Problem to work on: Go over the records and copy every line with the string "display".

Collected data:
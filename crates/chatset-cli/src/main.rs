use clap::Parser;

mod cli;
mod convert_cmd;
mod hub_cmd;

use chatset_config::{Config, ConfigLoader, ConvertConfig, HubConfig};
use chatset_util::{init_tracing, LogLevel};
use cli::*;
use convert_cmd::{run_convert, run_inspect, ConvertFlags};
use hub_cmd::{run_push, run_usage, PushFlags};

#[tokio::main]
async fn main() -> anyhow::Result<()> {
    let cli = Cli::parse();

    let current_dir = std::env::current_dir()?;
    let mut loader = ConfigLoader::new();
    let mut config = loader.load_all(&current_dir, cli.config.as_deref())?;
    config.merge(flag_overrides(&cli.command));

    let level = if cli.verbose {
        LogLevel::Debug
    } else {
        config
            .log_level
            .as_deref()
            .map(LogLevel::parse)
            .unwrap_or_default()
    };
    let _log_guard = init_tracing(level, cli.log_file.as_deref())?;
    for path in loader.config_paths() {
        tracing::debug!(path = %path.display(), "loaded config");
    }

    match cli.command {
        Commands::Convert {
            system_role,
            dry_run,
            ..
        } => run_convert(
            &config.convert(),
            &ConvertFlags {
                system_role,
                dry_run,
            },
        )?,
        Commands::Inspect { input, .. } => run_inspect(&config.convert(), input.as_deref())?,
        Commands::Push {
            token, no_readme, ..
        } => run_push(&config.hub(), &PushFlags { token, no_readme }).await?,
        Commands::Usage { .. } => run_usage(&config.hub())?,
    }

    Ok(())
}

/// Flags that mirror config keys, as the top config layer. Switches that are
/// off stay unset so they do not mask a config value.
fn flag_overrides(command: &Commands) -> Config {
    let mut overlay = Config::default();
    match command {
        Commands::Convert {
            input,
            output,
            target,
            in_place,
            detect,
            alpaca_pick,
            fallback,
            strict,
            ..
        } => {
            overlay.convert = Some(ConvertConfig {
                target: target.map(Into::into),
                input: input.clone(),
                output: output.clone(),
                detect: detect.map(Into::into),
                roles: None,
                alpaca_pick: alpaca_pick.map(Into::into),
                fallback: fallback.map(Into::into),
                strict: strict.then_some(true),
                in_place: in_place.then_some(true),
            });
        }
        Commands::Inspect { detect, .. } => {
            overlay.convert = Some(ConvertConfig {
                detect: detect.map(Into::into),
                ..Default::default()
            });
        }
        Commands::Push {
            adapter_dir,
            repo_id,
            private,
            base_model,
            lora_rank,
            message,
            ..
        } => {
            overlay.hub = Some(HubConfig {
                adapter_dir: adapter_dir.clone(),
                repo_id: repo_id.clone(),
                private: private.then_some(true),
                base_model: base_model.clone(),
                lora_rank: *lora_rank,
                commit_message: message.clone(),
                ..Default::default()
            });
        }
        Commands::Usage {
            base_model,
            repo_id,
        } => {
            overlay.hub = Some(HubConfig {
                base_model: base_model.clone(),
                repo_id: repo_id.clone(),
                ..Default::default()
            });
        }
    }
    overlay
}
* * *
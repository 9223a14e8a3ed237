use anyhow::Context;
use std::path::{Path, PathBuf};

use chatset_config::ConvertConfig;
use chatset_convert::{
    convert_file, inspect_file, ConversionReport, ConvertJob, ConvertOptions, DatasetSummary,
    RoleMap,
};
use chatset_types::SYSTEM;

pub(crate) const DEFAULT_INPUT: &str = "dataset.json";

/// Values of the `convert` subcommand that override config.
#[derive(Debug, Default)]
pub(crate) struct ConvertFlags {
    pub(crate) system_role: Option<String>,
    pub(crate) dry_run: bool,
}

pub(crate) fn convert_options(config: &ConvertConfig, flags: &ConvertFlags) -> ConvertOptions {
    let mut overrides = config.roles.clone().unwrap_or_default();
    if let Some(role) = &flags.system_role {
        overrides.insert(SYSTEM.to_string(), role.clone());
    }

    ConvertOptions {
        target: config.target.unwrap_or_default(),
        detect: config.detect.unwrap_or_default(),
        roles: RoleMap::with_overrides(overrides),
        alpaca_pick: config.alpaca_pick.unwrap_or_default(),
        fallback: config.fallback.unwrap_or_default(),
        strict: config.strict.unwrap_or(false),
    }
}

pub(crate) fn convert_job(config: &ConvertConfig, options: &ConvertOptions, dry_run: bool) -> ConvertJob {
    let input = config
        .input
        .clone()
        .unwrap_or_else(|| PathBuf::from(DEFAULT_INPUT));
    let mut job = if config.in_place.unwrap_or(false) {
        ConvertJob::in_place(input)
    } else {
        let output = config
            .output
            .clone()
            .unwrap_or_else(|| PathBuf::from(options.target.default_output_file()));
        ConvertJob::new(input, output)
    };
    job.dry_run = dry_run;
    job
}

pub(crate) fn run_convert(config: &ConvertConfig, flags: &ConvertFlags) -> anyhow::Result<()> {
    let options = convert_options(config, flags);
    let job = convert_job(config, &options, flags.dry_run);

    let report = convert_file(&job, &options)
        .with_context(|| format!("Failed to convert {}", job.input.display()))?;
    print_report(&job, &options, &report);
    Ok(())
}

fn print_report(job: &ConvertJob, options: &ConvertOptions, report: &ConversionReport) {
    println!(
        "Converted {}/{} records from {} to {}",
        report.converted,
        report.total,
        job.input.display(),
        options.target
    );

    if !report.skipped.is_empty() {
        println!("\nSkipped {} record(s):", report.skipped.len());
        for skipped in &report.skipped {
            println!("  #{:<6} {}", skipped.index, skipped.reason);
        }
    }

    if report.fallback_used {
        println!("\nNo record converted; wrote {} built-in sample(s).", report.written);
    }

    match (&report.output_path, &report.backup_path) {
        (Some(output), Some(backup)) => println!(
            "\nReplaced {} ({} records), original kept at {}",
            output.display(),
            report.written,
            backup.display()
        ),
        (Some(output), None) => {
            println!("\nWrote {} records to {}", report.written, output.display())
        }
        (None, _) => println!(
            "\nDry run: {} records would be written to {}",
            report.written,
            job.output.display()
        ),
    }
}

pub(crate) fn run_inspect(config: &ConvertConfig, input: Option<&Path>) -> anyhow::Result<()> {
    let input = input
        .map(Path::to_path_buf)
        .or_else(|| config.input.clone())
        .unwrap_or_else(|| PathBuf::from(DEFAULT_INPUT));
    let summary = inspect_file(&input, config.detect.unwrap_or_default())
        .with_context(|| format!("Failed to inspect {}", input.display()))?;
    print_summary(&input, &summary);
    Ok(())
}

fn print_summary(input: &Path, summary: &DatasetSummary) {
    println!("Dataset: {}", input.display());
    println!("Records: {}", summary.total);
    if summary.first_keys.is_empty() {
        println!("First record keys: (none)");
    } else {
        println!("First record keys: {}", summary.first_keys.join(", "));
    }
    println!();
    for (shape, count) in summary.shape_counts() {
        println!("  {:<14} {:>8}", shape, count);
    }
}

Result for this exercise:
        tracing::debug!(path = %path.display(), "loaded config");
        .with_context(|| format!("Failed to convert {}", job.input.display()))?;
        job.input.display(),
            output.display(),
            backup.display()
            println!("\nWrote {} records to {}", report.written, output.display())
            job.output.display()
        .with_context(|| format!("Failed to inspect {}", input.display()))?;
    println!("Dataset: {}", input.display());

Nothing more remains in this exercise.